In a word, it was silent! No fireworks, no crowds, no shouts, no cameras, no press coverage, no social media, no proclamation that something earthshaking was happening. None of these. It was quiet, save for the occasional gentle sound of a baby crying; just an unknown couple in an animal shelter with a helpless newborn, stared at by a few mute animals.

That’s how God entered our world at Jesus’ birth, and that’s still how God normally enters our lives. Silently, quietly, helpless as a baby, having only the power of vulnerability, of innocence, of a moral tug that touches the higher angels inside us and asks to be picked up and nurtured.

God wasn’t born into our world as a self-sufficient adult, let alone as some superman or superstar. God was born as a helpless infant who could not feed himself or change his own diaper. And that’s the way God is normally present in our lives, as a helpless infant we need to pick up and nurture into adulthood. And, as a helpless infant, God can be ignored, though only at the cost of our own integrity and conscience.

Note this is also the pattern of Jesus’ earthly ministry, not least in how he gave his death to us. He never overpowered anyone. He never coerced anyone. He never performed miracles to impress anyone. He never tried to use divine power to prove that we have no other choice than to believe that God exists, that the Sermon on the Mount is the ultimate moral code, or that love lies at the center of all existence. The divine just lies there silently, an invitation, a constant moral pleading.

When he was taunted on the cross and challenged to show divine power, Jesus resisted, choosing instead to give himself over in silence and love rather than to physically overpower any earthly forces. Like the baby lying helplessly in a crib in Bethlehem, he hung helpless on a cross in Jerusalem. That’s how God is present in our world.

But that’s not how we want God’s presence and power in the world. Like our ancient faith ancestors who longed for and prayed for an earthly Messiah who would physically overpower the forces of evil, we too don’t want a helpless child as a Messiah.
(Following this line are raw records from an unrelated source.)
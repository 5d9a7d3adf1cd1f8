//! Named CSS colors.
//!
//! The table covers the basic CSS keywords plus the extended names that
//! show up in hand-written documentation stylesheets. Lookup is by
//! lowercased name.

use phf::phf_map;

pub(crate) static NAMED_COLORS: phf::Map<&'static str, [u8; 3]> = phf_map! {
    "black" => [0, 0, 0],
    "white" => [255, 255, 255],
    "red" => [255, 0, 0],
    "green" => [0, 128, 0],
    "blue" => [0, 0, 255],
    "yellow" => [255, 255, 0],
    "cyan" => [0, 255, 255],
    "aqua" => [0, 255, 255],
    "magenta" => [255, 0, 255],
    "fuchsia" => [255, 0, 255],
    "aliceblue" => [240, 248, 255],
    "aquamarine" => [127, 255, 212],
    "azure" => [240, 255, 255],
    "beige" => [245, 245, 220],
    "brown" => [165, 42, 42],
    "chocolate" => [210, 105, 30],
    "coral" => [255, 127, 80],
    "cornflowerblue" => [100, 149, 237],
    "crimson" => [220, 20, 60],
    "darkblue" => [0, 0, 139],
    "darkgray" => [169, 169, 169],
    "darkgrey" => [169, 169, 169],
    "darkgreen" => [0, 100, 0],
    "darkorange" => [255, 140, 0],
    "darkred" => [139, 0, 0],
    "darkviolet" => [148, 0, 211],
    "deeppink" => [255, 20, 147],
    "deepskyblue" => [0, 191, 255],
    "dimgray" => [105, 105, 105],
    "dimgrey" => [105, 105, 105],
    "dodgerblue" => [30, 144, 255],
    "firebrick" => [178, 34, 34],
    "forestgreen" => [34, 139, 34],
    "gainsboro" => [220, 220, 220],
    "gold" => [255, 215, 0],
    "goldenrod" => [218, 165, 32],
    "gray" => [128, 128, 128],
    "grey" => [128, 128, 128],
    "hotpink" => [255, 105, 180],
    "indianred" => [205, 92, 92],
    "indigo" => [75, 0, 130],
    "ivory" => [255, 255, 240],
    "khaki" => [240, 230, 140],
    "lavender" => [230, 230, 250],
    "lightblue" => [173, 216, 230],
    "lightcoral" => [240, 128, 128],
    "lightgray" => [211, 211, 211],
    "lightgrey" => [211, 211, 211],
    "lightgreen" => [144, 238, 144],
    "lightpink" => [255, 182, 193],
    "lightseagreen" => [32, 178, 170],
    "lightskyblue" => [135, 206, 250],
    "lime" => [0, 255, 0],
    "limegreen" => [50, 205, 50],
    "maroon" => [128, 0, 0],
    "midnightblue" => [25, 25, 112],
    "navy" => [0, 0, 128],
    "olive" => [128, 128, 0],
    "orange" => [255, 165, 0],
    "orangered" => [255, 69, 0],
    "orchid" => [218, 112, 214],
    "peru" => [205, 133, 63],
    "pink" => [255, 192, 203],
    "plum" => [221, 160, 221],
    "powderblue" => [176, 224, 230],
    "purple" => [128, 0, 128],
    "rebeccapurple" => [102, 51, 153],
    "royalblue" => [65, 105, 225],
    "salmon" => [250, 128, 114],
    "seagreen" => [46, 139, 87],
    "sienna" => [160, 82, 45],
    "silver" => [192, 192, 192],
    "skyblue" => [135, 206, 235],
    "slateblue" => [106, 90, 205],
    "slategray" => [112, 128, 144],
    "slategrey" => [112, 128, 144],
    "snow" => [255, 250, 250],
    "springgreen" => [0, 255, 127],
    "steelblue" => [70, 130, 180],
    "tan" => [210, 180, 140],
    "teal" => [0, 128, 128],
    "thistle" => [216, 191, 216],
    "tomato" => [255, 99, 71],
    "turquoise" => [64, 224, 208],
    "violet" => [238, 130, 238],
    "wheat" => [245, 222, 179],
    "whitesmoke" => [245, 245, 245],
    "yellowgreen" => [154, 205, 50],
};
We want a Messiah who shows some earthly power, who dazzles, does miracles, brings about justice by force, gives us miracles whenever we need them, and constantly flashes divine power to show the world who’s really in charge. We want a Jesus who, when taunted, comes down off the cross by divine power and humiliates those who thought they had power over him. We don’t want an infant lying in silence, unable to speak. We want divine birth as a supersonic boom exploding all our doubts.

But that’s not what we got!

Daniel Berrigan once was asked to give a public lecture at a university on the topic of Where is God Speaking in our World Today?  In words to this effect, he addressed the topic in less than three minutes: I now work in hospice, sitting with people who are dying. Right now, among those dying is a young man who is completely debilitated and helpless. He’s bedridden, unable to feed himself, mostly unconscious, and unable to speak. I try to sit with him for a good stretch of time each day, holding his hand and struggling to hear what he is saying – because he can’t speak, because that’s the only place where God is speaking in our world.
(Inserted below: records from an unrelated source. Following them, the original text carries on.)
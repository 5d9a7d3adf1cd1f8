//! A full documentation page: table of contents, colors, typography.
//!
//! Prints the rendered HTML to stdout:
//!
//! ```sh
//! cargo run --example documentation > page.html
//! ```

use kitter_rs::{
    ColorGroup, ColorSwatch, Component, ContentsItem, DocumentContents, Documentation,
    KitterConfig, Page, PageDescription, PageTitle, RenderContext, ScrollToTop, Text,
    TypographyGroup, TypographySample, base_stylesheet, scaffold::CONFIG_FILE_NAME,
};

fn main() {
    env_logger::init();

    // Pick up a scaffolded kitter.toml when one is present; otherwise
    // every component uses its built-in defaults.
    let config = KitterConfig::load(CONFIG_FILE_NAME).unwrap_or_default();
    let ctx = RenderContext::new(config, base_stylesheet());

    let page = Documentation::new(vec![
        ScrollToTop::new().boxed(),
        Page::new(vec![
            PageTitle::new("Documentation Page").boxed(),
            PageDescription::new(vec![
                Text::new("Every kitter component on one page.").boxed(),
            ])
            .boxed(),
            DocumentContents::new(vec![
                ContentsItem::new("Colors", "colors"),
                ContentsItem::new("Typography", "typography"),
            ])
            .boxed(),
        ])
        .center(true)
        .with_id("toc")
        .boxed(),
        Page::new(vec![
            ColorGroup::new(
                "Palette",
                vec![
                    ColorSwatch::new("bg-black", "Black").boxed(),
                    ColorSwatch::new("bg-white", "White").boxed(),
                    ColorSwatch::new("bg-blue-500", "Blue 500").boxed(),
                    ColorSwatch::new("bg-emerald-500", "Emerald 500").boxed(),
                ],
            )
            .boxed(),
        ])
        .with_id("colors")
        .boxed(),
        Page::new(vec![
            TypographyGroup::new(
                "Type Scale",
                vec![
                    TypographySample::new("text-sm font-mono").boxed(),
                    TypographySample::new("text-md font-mono").boxed(),
                    TypographySample::new("text-xl font-mono").boxed(),
                    TypographySample::new("text-2xl font-mono").boxed(),
                    TypographySample::new("text-4xl font-light font-mono")
                        .with_sample_text("Sphinx of black quartz, judge my vow")
                        .boxed(),
                ],
            )
            .boxed(),
        ])
        .with_id("typography")
        .boxed(),
    ]);

    let body = page.render(&ctx).to_html();
    println!(
        "<!DOCTYPE html><html><head><title>Documentation Page</title></head><body>{}</body></html>",
        body
    );
}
 I’m not sure the university paid him a stipend for that two-minute presentation, but forty years later his words still stand out in my memory because of their radical challenge: We need to struggle to hear God’s voice in what’s unable to speak.

Joseph Mohr wrote the lyrics for Silent Night during a time of war and great social upheaval. Mohr, a young Austrian priest, was inspired to write these words after seeing a young mother in a hut on Christmas eve, sitting in silence, peacefully nursing a baby.

On the night he was born, the infant Christ-child spoke only in silence, in one that radiated peace.There’s an ancient poem that reads something like this: If you’re walking down the roads of life these days and looking for God, or for a piece of God, or for some spirit by which to guide your life, you should be looking down. For if God is going to be found these days, it’s going to be in small things, it’s going to be close to the ground, it may even be below the ground, it might even be in the silent face of an infant.